▶ [Extracted data]:
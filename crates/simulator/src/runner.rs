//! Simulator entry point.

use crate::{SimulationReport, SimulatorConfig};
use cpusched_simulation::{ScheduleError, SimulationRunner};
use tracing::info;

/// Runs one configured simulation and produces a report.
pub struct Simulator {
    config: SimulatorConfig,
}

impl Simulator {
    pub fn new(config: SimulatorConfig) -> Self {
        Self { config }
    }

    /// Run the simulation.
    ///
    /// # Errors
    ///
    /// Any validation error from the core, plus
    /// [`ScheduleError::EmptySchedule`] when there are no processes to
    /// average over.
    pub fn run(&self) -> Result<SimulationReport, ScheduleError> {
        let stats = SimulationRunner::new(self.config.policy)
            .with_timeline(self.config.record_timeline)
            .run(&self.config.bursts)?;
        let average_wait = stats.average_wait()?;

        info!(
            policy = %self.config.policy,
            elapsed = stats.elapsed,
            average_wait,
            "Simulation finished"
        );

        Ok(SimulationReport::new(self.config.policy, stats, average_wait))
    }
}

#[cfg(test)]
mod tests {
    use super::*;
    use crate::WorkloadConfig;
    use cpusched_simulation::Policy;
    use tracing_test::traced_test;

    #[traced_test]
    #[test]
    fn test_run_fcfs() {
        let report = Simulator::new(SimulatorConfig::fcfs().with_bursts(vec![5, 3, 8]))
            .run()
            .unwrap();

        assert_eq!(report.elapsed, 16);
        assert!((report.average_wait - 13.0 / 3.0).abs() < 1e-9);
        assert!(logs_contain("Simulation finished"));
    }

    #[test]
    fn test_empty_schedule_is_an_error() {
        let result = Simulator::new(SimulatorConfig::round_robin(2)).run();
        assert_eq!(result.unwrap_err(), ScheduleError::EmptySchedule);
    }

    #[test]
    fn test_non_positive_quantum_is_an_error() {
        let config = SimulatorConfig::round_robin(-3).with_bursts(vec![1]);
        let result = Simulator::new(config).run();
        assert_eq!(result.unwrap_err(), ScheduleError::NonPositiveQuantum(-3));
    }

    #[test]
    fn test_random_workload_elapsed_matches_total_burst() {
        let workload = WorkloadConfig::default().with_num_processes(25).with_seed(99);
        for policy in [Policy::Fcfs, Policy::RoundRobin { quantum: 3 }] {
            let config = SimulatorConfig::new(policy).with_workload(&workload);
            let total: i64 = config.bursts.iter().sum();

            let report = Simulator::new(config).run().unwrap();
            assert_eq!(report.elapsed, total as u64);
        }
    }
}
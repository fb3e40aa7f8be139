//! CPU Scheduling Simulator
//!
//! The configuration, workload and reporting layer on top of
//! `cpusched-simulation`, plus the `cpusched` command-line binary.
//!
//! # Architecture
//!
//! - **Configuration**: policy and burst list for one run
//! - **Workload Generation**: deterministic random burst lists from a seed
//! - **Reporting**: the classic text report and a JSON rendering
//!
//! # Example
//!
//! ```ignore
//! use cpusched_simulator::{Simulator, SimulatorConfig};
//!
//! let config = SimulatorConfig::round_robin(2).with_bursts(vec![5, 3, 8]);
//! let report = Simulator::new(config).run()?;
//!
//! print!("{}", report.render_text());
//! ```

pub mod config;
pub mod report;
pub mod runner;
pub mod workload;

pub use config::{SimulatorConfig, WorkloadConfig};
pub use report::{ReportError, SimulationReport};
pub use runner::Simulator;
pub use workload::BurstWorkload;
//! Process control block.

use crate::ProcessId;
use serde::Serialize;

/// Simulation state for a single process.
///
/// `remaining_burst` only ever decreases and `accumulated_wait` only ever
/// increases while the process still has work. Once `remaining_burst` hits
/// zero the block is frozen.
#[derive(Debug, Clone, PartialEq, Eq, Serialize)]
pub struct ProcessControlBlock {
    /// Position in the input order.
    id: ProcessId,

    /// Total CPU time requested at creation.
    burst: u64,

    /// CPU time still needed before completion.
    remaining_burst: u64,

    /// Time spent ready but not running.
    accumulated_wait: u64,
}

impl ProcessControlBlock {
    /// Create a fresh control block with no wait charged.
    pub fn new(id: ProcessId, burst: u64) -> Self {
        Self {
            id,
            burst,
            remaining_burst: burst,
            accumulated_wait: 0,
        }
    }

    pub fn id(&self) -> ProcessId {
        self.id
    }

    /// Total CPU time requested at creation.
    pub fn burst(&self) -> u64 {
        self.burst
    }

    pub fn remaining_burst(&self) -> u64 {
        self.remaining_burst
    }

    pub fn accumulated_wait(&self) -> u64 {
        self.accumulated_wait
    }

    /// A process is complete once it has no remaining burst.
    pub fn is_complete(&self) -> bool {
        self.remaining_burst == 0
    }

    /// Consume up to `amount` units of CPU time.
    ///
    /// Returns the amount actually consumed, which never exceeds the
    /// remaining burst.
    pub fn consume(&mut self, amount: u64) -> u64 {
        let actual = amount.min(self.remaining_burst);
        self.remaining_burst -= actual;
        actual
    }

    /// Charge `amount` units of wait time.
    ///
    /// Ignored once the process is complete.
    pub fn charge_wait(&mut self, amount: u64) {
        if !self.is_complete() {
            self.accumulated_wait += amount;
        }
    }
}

▶ [Exercise instructions]:
What is needed here is an exact copy of all the entries.

▶ [Answer to this problem]:
filename crates/simulator/src/runner.rs
//! Simulator entry point.

use crate::{SimulationReport, SimulatorConfig};
use cpusched_simulation::{ScheduleError, SimulationRunner};
use tracing::info;

/// Runs one configured simulation and produces a report.
pub struct Simulator {
    config: SimulatorConfig,
}

impl Simulator {
    pub fn new(config: SimulatorConfig) -> Self {
        Self { config }
    }

    /// Run the simulation.
    ///
    /// # Errors
    ///
    /// Any validation error from the core, plus
    /// [`ScheduleError::EmptySchedule`] when there are no processes to
    /// average over.
    pub fn run(&self) -> Result<SimulationReport, ScheduleError> {
        let stats = SimulationRunner::new(self.config.policy)
            .with_timeline(self.config.record_timeline)
            .run(&self.config.bursts)?;
        let average_wait = stats.average_wait()?;

        info!(
            policy = %self.config.policy,
            elapsed = stats.elapsed,
            average_wait,
            "Simulation finished"
        );

        Ok(SimulationReport::new(self.config.policy, stats, average_wait))
    }
}

#[cfg(test)]
mod tests {
    use super::*;
    use crate::WorkloadConfig;
    use cpusched_simulation::Policy;
    use tracing_test::traced_test;

    #[traced_test]
    #[test]
    fn test_run_fcfs() {
        let report = Simulator::new(SimulatorConfig::fcfs().with_bursts(vec![5, 3, 8]))
            .run()
            .unwrap();

        assert_eq!(report.elapsed, 16);
        assert!((report.average_wait - 13.0 / 3.0).abs() < 1e-9);
        assert!(logs_contain("Simulation finished"));
    }

    #[test]
    fn test_empty_schedule_is_an_error() {
        let result = Simulator::new(SimulatorConfig::round_robin(2)).run();
        assert_eq!(result.unwrap_err(), ScheduleError::EmptySchedule);
    }

    #[test]
    fn test_non_positive_quantum_is_an_error() {
        let config = SimulatorConfig::round_robin(-3).with_bursts(vec![1]);
        let result = Simulator::new(config).run();
        assert_eq!(result.unwrap_err(), ScheduleError::NonPositiveQuantum(-3));
    }

    #[test]
    fn test_random_workload_elapsed_matches_total_burst() {
        let workload = WorkloadConfig::default().with_num_processes(25).with_seed(99);
        for policy in [Policy::Fcfs, Policy::RoundRobin { quantum: 3 }] {
            let config = SimulatorConfig::new(policy).with_workload(&workload);
            let total: i64 = config.bursts.iter().sum();

            let report = Simulator::new(config).run().unwrap();
            assert_eq!(report.elapsed, total as u64);
        }
    }
}
repository fb3e40aa7f8be139
//! CPU Scheduling Simulator
//!
//! The configuration, workload and reporting layer on top of
//! `cpusched-simulation`, plus the `cpusched` command-line binary.
//!
//! # Architecture
//!
//! - **Configuration**: policy and burst list for one run
//! - **Workload Generation**: deterministic random burst lists from a seed
//! - **Reporting**: the classic text report and a JSON rendering
//!
//! # Example
//!
//! ```ignore
//! use cpusched_simulator::{Simulator, SimulatorConfig};
//!
//! let config = SimulatorConfig::round_robin(2).with_bursts(vec![5, 3, 8]);
//! let report = Simulator::new(config).run()?;
//!
//! print!("{}", report.render_text());
//! ```

pub mod config;
pub mod report;
pub mod runner;
pub mod workload;

pub use config::{SimulatorConfig, WorkloadConfig};
pub use report::{ReportError, SimulationReport};
pub use runner::Simulator;
pub use workload::BurstWorkload;
//! Process control block.

use crate::ProcessId;
use serde::Serialize;

/// Simulation state for a single process.
///
/// `remaining_burst` only ever decreases and `accumulated_wait` only ever
/// increases while the process still has work. Once `remaining_burst` hits
/// zero the block is frozen.
#[derive(Debug, Clone, PartialEq, Eq, Serialize)]
pub struct ProcessControlBlock {
    /// Position in the input order.
    id: ProcessId,

    /// Total CPU time requested at creation.
    burst: u64,

    /// CPU time still needed before completion.
    remaining_burst: u64,

    /// Time spent ready but not running.
    accumulated_wait: u64,
}

impl ProcessControlBlock {
    /// Create a fresh control block with no wait charged.
    pub fn new(id: ProcessId, burst: u64) -> Self {
        Self {
            id,
            burst,
            remaining_burst: burst,
            accumulated_wait: 0,
        }
    }

    pub fn id(&self) -> ProcessId {
        self.id
    }

    /// Total CPU time requested at creation.
    pub fn burst(&self) -> u64 {
        self.burst
    }

    pub fn remaining_burst(&self) -> u64 {
        self.remaining_burst
    }

    pub fn accumulated_wait(&self) -> u64 {
        self.accumulated_wait
    }

    /// A process is complete once it has no remaining burst.
    pub fn is_complete(&self) -> bool {
        self.remaining_burst == 0
    }

    /// Consume up to `amount` units of CPU time.
    ///
    /// Returns the amount actually consumed, which never exceeds the
    /// remaining burst.
    pub fn consume(&mut self, amount: u64) -> u64 {
        let actual = amount.min(self.remaining_burst);
        self.remaining_burst -= actual;
        actual
    }

    /// Charge `amount` units of wait time.
    ///
    /// Ignored once the process is complete.
    pub fn charge_wait(&mut self, amount: u64) {
        if !self.is_complete() {
            self.accumulated_wait += amount;
        }
    }
}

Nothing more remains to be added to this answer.